> _Given records_

#####

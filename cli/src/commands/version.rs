//! `pushbutan version`

use std::process::ExitCode;

use anyhow::Result;

use crate::app::AppContext;

/// Run the version command.
///
/// # Errors
///
/// Returns an error only if JSON serialization fails.
pub fn run(app: &AppContext) -> Result<ExitCode> {
    app.renderer().version(env!("CARGO_PKG_VERSION"))?;
    Ok(ExitCode::SUCCESS)
}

#####

> _Your instructions_
When a line in the listing has the string "ExitCode" in it, return that line.

> _Output_
use std::process::ExitCode;
pub fn run(app: &AppContext) -> Result<ExitCode> {
    Ok(ExitCode::SUCCESS)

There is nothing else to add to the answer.